_Records provided_
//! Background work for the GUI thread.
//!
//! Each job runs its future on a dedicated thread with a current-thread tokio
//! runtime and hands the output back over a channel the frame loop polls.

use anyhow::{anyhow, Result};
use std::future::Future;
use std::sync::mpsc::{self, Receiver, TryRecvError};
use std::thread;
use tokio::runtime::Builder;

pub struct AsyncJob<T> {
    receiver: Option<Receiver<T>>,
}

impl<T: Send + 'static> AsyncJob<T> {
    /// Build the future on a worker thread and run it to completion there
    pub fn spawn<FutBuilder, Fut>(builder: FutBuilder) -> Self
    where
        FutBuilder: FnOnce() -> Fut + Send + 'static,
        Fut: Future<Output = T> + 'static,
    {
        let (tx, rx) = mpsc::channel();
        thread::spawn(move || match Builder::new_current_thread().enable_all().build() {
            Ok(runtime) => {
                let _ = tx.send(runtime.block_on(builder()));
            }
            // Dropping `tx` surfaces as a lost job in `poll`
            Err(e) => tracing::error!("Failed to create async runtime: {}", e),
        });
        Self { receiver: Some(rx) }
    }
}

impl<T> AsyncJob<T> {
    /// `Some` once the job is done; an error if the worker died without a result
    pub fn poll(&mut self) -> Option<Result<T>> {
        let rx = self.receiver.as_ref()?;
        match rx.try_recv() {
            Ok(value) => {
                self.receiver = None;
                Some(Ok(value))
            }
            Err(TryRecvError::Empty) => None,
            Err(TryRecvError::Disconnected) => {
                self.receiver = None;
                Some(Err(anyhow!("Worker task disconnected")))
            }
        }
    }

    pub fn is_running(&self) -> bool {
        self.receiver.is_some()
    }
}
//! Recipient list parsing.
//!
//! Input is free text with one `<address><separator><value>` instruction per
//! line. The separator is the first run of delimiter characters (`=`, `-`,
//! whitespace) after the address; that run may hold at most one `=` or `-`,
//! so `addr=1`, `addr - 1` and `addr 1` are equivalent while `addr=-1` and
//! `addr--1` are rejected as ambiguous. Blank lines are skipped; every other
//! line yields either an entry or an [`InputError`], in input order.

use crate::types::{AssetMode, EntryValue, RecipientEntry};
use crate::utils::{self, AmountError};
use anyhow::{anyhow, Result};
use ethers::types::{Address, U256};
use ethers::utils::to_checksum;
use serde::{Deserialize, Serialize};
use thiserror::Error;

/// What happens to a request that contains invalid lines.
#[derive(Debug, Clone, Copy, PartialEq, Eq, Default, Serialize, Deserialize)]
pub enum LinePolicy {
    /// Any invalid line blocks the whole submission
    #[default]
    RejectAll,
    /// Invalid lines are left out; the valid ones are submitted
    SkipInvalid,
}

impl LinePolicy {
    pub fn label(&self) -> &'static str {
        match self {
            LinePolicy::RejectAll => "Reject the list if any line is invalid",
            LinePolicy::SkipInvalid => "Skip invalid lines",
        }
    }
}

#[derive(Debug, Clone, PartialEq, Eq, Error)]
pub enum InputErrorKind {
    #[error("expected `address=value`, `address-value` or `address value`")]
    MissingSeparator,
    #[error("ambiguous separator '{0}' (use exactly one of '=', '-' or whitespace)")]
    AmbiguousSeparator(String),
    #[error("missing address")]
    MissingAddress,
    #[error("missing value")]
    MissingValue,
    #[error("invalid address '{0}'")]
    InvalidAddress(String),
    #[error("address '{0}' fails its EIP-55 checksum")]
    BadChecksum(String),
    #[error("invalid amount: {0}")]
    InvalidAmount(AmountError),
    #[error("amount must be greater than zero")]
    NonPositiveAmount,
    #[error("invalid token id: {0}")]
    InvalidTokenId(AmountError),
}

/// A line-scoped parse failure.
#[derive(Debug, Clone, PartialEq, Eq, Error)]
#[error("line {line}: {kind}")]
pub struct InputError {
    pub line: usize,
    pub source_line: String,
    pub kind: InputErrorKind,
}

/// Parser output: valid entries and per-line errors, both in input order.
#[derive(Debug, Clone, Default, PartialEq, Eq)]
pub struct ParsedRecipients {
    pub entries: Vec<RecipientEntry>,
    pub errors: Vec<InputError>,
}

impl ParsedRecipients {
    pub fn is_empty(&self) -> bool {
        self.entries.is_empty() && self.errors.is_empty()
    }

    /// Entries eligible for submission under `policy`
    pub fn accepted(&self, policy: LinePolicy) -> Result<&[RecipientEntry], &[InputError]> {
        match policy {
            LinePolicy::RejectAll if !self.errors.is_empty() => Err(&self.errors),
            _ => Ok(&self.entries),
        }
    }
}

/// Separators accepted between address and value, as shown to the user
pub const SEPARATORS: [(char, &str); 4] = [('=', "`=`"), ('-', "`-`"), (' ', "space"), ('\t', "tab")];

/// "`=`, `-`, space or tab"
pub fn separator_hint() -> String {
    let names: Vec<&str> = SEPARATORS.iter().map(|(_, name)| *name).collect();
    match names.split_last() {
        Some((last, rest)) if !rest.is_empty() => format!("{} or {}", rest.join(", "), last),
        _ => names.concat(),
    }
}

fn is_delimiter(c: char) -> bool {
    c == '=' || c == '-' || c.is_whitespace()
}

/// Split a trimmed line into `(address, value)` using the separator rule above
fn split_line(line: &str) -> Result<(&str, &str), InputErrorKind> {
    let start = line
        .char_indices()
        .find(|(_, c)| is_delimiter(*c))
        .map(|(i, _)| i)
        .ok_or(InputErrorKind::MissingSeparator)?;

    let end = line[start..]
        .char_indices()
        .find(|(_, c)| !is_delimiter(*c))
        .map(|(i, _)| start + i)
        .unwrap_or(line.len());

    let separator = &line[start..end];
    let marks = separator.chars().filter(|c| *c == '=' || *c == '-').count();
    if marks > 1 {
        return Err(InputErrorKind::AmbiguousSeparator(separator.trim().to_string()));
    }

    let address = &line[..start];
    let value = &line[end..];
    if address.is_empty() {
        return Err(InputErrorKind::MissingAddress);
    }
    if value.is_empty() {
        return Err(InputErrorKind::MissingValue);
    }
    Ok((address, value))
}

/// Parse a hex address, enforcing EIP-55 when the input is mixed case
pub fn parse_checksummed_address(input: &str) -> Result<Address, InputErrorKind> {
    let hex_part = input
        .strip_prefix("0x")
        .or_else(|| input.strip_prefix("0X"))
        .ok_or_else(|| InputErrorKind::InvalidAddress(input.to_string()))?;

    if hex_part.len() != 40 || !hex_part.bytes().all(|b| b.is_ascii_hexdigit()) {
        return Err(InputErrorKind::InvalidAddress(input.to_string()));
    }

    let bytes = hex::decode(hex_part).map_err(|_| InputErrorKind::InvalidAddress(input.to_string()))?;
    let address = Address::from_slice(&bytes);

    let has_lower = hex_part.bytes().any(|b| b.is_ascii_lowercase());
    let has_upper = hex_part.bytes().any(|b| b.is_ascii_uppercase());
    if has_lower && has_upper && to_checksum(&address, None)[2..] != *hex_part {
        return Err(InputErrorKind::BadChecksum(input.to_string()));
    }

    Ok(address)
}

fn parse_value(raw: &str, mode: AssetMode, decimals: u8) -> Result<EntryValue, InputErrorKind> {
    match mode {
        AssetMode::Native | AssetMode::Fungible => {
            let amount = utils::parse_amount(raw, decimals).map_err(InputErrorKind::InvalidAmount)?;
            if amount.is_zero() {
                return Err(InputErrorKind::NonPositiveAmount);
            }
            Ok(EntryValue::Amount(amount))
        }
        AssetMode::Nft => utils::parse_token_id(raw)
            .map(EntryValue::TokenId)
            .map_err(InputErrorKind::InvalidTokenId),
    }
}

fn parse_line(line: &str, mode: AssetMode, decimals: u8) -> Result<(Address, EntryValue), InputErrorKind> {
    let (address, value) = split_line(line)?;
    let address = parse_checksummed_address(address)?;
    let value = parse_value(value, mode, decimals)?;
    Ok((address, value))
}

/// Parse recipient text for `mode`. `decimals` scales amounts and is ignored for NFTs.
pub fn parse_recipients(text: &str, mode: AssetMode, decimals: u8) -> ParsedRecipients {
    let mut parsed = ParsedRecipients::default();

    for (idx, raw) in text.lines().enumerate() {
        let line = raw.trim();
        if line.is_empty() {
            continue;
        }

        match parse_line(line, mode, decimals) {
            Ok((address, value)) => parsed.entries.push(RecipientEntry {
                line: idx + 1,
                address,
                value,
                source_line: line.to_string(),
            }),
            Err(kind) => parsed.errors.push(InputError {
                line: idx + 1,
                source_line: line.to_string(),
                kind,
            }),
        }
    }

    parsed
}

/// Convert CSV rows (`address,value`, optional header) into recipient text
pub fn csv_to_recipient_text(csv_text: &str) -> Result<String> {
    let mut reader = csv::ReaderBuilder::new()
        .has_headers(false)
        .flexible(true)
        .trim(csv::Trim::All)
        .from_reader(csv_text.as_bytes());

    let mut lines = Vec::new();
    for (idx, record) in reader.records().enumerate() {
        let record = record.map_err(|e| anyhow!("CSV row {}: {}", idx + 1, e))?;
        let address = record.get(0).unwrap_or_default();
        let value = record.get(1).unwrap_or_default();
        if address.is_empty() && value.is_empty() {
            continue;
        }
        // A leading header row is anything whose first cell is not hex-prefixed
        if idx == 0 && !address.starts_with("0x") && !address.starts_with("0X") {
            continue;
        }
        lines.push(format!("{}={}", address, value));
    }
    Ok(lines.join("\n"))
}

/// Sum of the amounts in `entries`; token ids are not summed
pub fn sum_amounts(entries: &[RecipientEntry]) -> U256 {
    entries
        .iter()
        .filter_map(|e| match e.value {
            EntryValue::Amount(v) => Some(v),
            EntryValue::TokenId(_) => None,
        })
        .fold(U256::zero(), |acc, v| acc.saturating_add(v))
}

_Exercise prompt_
Only one stretch of the data above is needed. Restate it word for word, from the line containing "c == '=' || c == '-' || c.is_whitespace()" through the line containing "let end = line[start..]", both ends included.

_Output of the task_
    c == '=' || c == '-' || c.is_whitespace()
}

/// Split a trimmed line into `(address, value)` using the separator rule above
fn split_line(line: &str) -> Result<(&str, &str), InputErrorKind> {
    let start = line
        .char_indices()
        .find(|(_, c)| is_delimiter(*c))
        .map(|(i, _)| i)
        .ok_or(InputErrorKind::MissingSeparator)?;

    let end = line[start..]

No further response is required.